Protein Crystalization
The main purpose of the Handheld HDPCG (High Density Protein Crystal Growth) experiment is to grow large, well ordered protein crystals in microgravity for highly medically relevant proteins that are difficult to crystallize in 1-g. From these crystals, molecular structures will be obtained and new drugs can be developed.
Science Objectives
Proteins are important macromolecules without which our bodies would be unable to repair, regulate, or protect themselves. The use of X-ray crystallography to determine protein structure requires the production of well-ordered protein crystals that are of sufficient quality. Without high quality crystals of a protein, it is impossible to carry out crystallographic structural studies. Using three-dimensional structure information, researchers can determine how proteins function and in cases where these proteins are involved in disease processes, the structure is often used to design new drugs that specifically interact with the protein. Many leading drugs today are the product of structure-based drug design. While enormous strides have been made in the last decade, there remain a large number of important proteins where the difficulty of obtaining high-quality crystals is the chief barrier to their structural analysis.
Hardware Overview
The Handheld High Density Protein Crystal Growth hardware is a container that holds five Level III Growth Cell Assemblies, which are used to hold individual vapor diffusion experiments. Each Level III Growth Cell Assembly contains six sample wells, for a total of 30 experiment samples per Handheld HDPCG unit.
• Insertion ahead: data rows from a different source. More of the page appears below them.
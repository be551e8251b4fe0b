//! Background processing of due engine jobs.

use super::job::EngineJob;
use super::scheduler::{ClaimedJob, JobScheduler};
use crate::config::WorkerConfig;
use crate::error::{EngineError, EngineResult};
use crate::retry::RetryOptions;
use async_trait::async_trait;
use chrono::Utc;
use futures::StreamExt;
use std::sync::atomic::{AtomicBool, Ordering};
use std::sync::{Arc, Weak};
use std::time::Duration;
use tokio::sync::{Mutex, Notify};
use tokio::task::JoinHandle;
use tracing::{debug, error, info, warn};

/// Executes one engine job.
#[async_trait]
pub trait JobHandler: Send + Sync {
    async fn handle_job(&self, job: &EngineJob) -> anyhow::Result<()>;
}

/// Counts from one pass over the due jobs.
#[derive(Debug, Clone, Copy, Default, PartialEq, Eq)]
pub struct ProcessJobsResult {
    pub claimed: usize,
    pub succeeded: usize,
    pub retried: usize,
    pub abandoned: usize,
}

/// Polls the job scheduler and runs due jobs with bounded concurrency.
///
/// Holds its handler weakly so the engine that owns the worker can be
/// dropped while the loop is still running.
pub struct EngineWorker {
    scheduler: JobScheduler,
    handler: Weak<dyn JobHandler>,
    config: WorkerConfig,
    backoff: RetryOptions,
    running: Arc<AtomicBool>,
    shutdown_notify: Arc<Notify>,
    loop_handle: Mutex<Option<JoinHandle<()>>>,
}

impl std::fmt::Debug for EngineWorker {
    fn fmt(&self, f: &mut std::fmt::Formatter<'_>) -> std::fmt::Result {
        f.debug_struct("EngineWorker")
            .field("config", &self.config)
            .field("running", &self.running.load(Ordering::Acquire))
            .finish()
    }
}

impl EngineWorker {
    pub fn new(scheduler: JobScheduler, handler: Weak<dyn JobHandler>, config: WorkerConfig) -> Self {
        Self {
            scheduler,
            handler,
            config,
            backoff: RetryOptions {
                max_attempts: u32::MAX,
                factor: 2.0,
                min_timeout_ms: 500,
                max_timeout_ms: 30_000,
                randomize: true,
                out_of_memory_machine: None,
            },
            running: Arc::new(AtomicBool::new(false)),
            shutdown_notify: Arc::new(Notify::new()),
            loop_handle: Mutex::new(None),
        }
    }

    pub fn is_running(&self) -> bool {
        self.running.load(Ordering::Acquire)
    }

    /// Claim and run every due job once.
    pub async fn process_due_jobs(&self) -> EngineResult<ProcessJobsResult> {
        let Some(handler) = self.handler.upgrade() else {
            return Err(EngineError::Internal(
                "Job handler dropped while worker still active".to_string(),
            ));
        };

        let claimed = self
            .scheduler
            .claim_due(Utc::now(), self.config.batch_size)
            .await?;
        let mut result = ProcessJobsResult {
            claimed: claimed.len(),
            ..Default::default()
        };
        if claimed.is_empty() {
            return Ok(result);
        }

        let outcomes: Vec<EngineResult<JobOutcome>> = futures::stream::iter(claimed)
            .map(|job| {
                let handler = handler.clone();
                async move { self.run_job(handler.as_ref(), job).await }
            })
            .buffer_unordered(self.config.concurrency)
            .collect()
            .await;

        for outcome in outcomes {
            match outcome? {
                JobOutcome::Succeeded => result.succeeded += 1,
                JobOutcome::Retried => result.retried += 1,
                JobOutcome::Abandoned => result.abandoned += 1,
            }
        }
        Ok(result)
    }

    async fn run_job(&self, handler: &dyn JobHandler, claimed: ClaimedJob) -> EngineResult<JobOutcome> {
        let job_id = claimed.scheduled.id.clone();
        match handler.handle_job(claimed.job()).await {
            Ok(()) => {
                self.scheduler.complete(&claimed).await?;
                debug!(job_id = %job_id, "Job completed");
                Ok(JobOutcome::Succeeded)
            }
            Err(e) if claimed.scheduled.attempt + 1 < self.config.max_job_attempts => {
                let delay = self.backoff.delay_for_attempt(claimed.scheduled.attempt + 1);
                let run_at = Utc::now() + chrono::Duration::milliseconds(delay as i64);
                warn!(
                    job_id = %job_id,
                    attempt = claimed.scheduled.attempt + 1,
                    retry_in_ms = delay,
                    error = %e,
                    "Job failed, retrying"
                );
                self.scheduler.retry(&claimed, run_at).await?;
                Ok(JobOutcome::Retried)
            }
            Err(e) => {
                error!(
                    job_id = %job_id,
                    attempts = claimed.scheduled.attempt + 1,
                    error = %e,
                    "Job failed permanently, dropping it"
                );
                self.scheduler.complete(&claimed).await?;
                Ok(JobOutcome::Abandoned)
            }
        }
    }

    /// Spawn the polling loop.
    pub async fn start(self: &Arc<Self>) -> EngineResult<()> {
        if self.running.swap(true, Ordering::AcqRel) {
            return Err(EngineError::Internal("Engine worker is already running".to_string()));
        }

        let worker = Arc::downgrade(self);
        let running = self.running.clone();
        let shutdown_notify = self.shutdown_notify.clone();
        let poll_interval = self.config.poll_interval();

        let handle = tokio::spawn(async move {
            info!(poll_interval_ms = poll_interval.as_millis() as u64, "Engine worker started");
            while running.load(Ordering::Acquire) {
                let Some(worker) = worker.upgrade() else {
                    break;
                };
                if let Err(e) = worker.process_due_jobs().await {
                    error!(error = %e, "Failed to process due jobs");
                }
                drop(worker);

                tokio::select! {
                    _ = tokio::time::sleep(poll_interval) => {}
                    _ = shutdown_notify.notified() => break,
                }
            }
            running.store(false, Ordering::Release);
            info!("Engine worker stopped");
        });

        *self.loop_handle.lock().await = Some(handle);
        Ok(())
    }

    /// Stop the polling loop and wait for the in-flight pass to finish.
    pub async fn quit(&self, timeout: Duration) -> EngineResult<()> {
        self.running.store(false, Ordering::Release);
        self.shutdown_notify.notify_waiters();

        if let Some(handle) = self.loop_handle.lock().await.take() {
            if tokio::time::timeout(timeout, handle).await.is_err() {
                warn!("Engine worker did not stop within {:?}", timeout);
            }
        }
        Ok(())
    }
}

enum JobOutcome {
    Succeeded,
    Retried,
    Abandoned,
}

#[cfg(test)]
mod tests {
    use super::*;
    use crate::run_queue::{KeyProducer, QueueBackend};
    use std::sync::atomic::AtomicUsize;
    use uuid::Uuid;

    struct CountingHandler {
        calls: AtomicUsize,
        fail: bool,
    }

    #[async_trait]
    impl JobHandler for CountingHandler {
        async fn handle_job(&self, _job: &EngineJob) -> anyhow::Result<()> {
            self.calls.fetch_add(1, Ordering::SeqCst);
            if self.fail {
                anyhow::bail!("handler failure");
            }
            Ok(())
        }
    }

    fn setup(fail: bool, max_job_attempts: u32) -> (Arc<CountingHandler>, EngineWorker, JobScheduler) {
        let scheduler = JobScheduler::new(
            QueueBackend::memory(),
            KeyProducer::new("test:"),
            Duration::from_secs(30),
        );
        let handler = Arc::new(CountingHandler {
            calls: AtomicUsize::new(0),
            fail,
        });
        let weak: Weak<dyn JobHandler> = Arc::downgrade(&(handler.clone() as Arc<dyn JobHandler>));
        let worker = EngineWorker::new(
            scheduler.clone(),
            weak,
            WorkerConfig {
                max_job_attempts,
                ..WorkerConfig::default()
            },
        );
        (handler, worker, scheduler)
    }

    #[tokio::test]
    async fn test_successful_jobs_are_removed() {
        let (handler, worker, scheduler) = setup(false, 3);
        for _ in 0..3 {
            scheduler
                .schedule(EngineJob::ExpireRun { run_id: Uuid::now_v7() }, Utc::now())
                .await
                .unwrap();
        }

        let result = worker.process_due_jobs().await.unwrap();
        assert_eq!(result.claimed, 3);
        assert_eq!(result.succeeded, 3);
        assert_eq!(handler.calls.load(Ordering::SeqCst), 3);
        assert!(scheduler.pending().await.unwrap().is_empty());
    }

    #[tokio::test]
    async fn test_failed_job_is_abandoned_after_max_attempts() {
        let (_handler, worker, scheduler) = setup(true, 1);
        scheduler
            .schedule(EngineJob::ExpireRun { run_id: Uuid::now_v7() }, Utc::now())
            .await
            .unwrap();

        let result = worker.process_due_jobs().await.unwrap();
        assert_eq!(result.abandoned, 1);
        assert!(scheduler.pending().await.unwrap().is_empty());
    }

    #[tokio::test]
    async fn test_failed_job_is_retried_later() {
        let (_handler, worker, scheduler) = setup(true, 5);
        scheduler
            .schedule(EngineJob::ExpireRun { run_id: Uuid::now_v7() }, Utc::now())
            .await
            .unwrap();

        let result = worker.process_due_jobs().await.unwrap();
        assert_eq!(result.retried, 1);
        let pending = scheduler.pending().await.unwrap();
        assert_eq!(pending.len(), 1);
        assert!(pending[0].1 > Utc::now().timestamp_millis());
    }

    #[tokio::test]
    async fn test_start_and_quit() {
        let (handler, worker, scheduler) = setup(false, 3);
        let worker = Arc::new(worker);
        scheduler
            .schedule(EngineJob::ExpireRun { run_id: Uuid::now_v7() }, Utc::now())
            .await
            .unwrap();

        worker.start().await.unwrap();
        assert!(worker.start().await.is_err());
        tokio::time::sleep(Duration::from_millis(250)).await;
        worker.quit(Duration::from_secs(1)).await.unwrap();

        assert!(!worker.is_running());
        assert_eq!(handler.calls.load(Ordering::SeqCst), 1);
    }
}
The Level III Growth Cell Assemblies provide triple-level containment for the experiment solutions and weigh less than 1.0 lbs when filled.
The hardware was designed for commonality with typical laboratory vapor diffusion systems. The HDPCG hardware has been successfully used by numerous commercial, government and academic customers on the Space Shuttle and ISS.
Operations
The Handheld HDPCG hardware units can launch in various Cold Stowage facilities. Once on orbit, the units are transferred from these cold stowage locations to an appropriate temperature controlled facility or ambient stowage.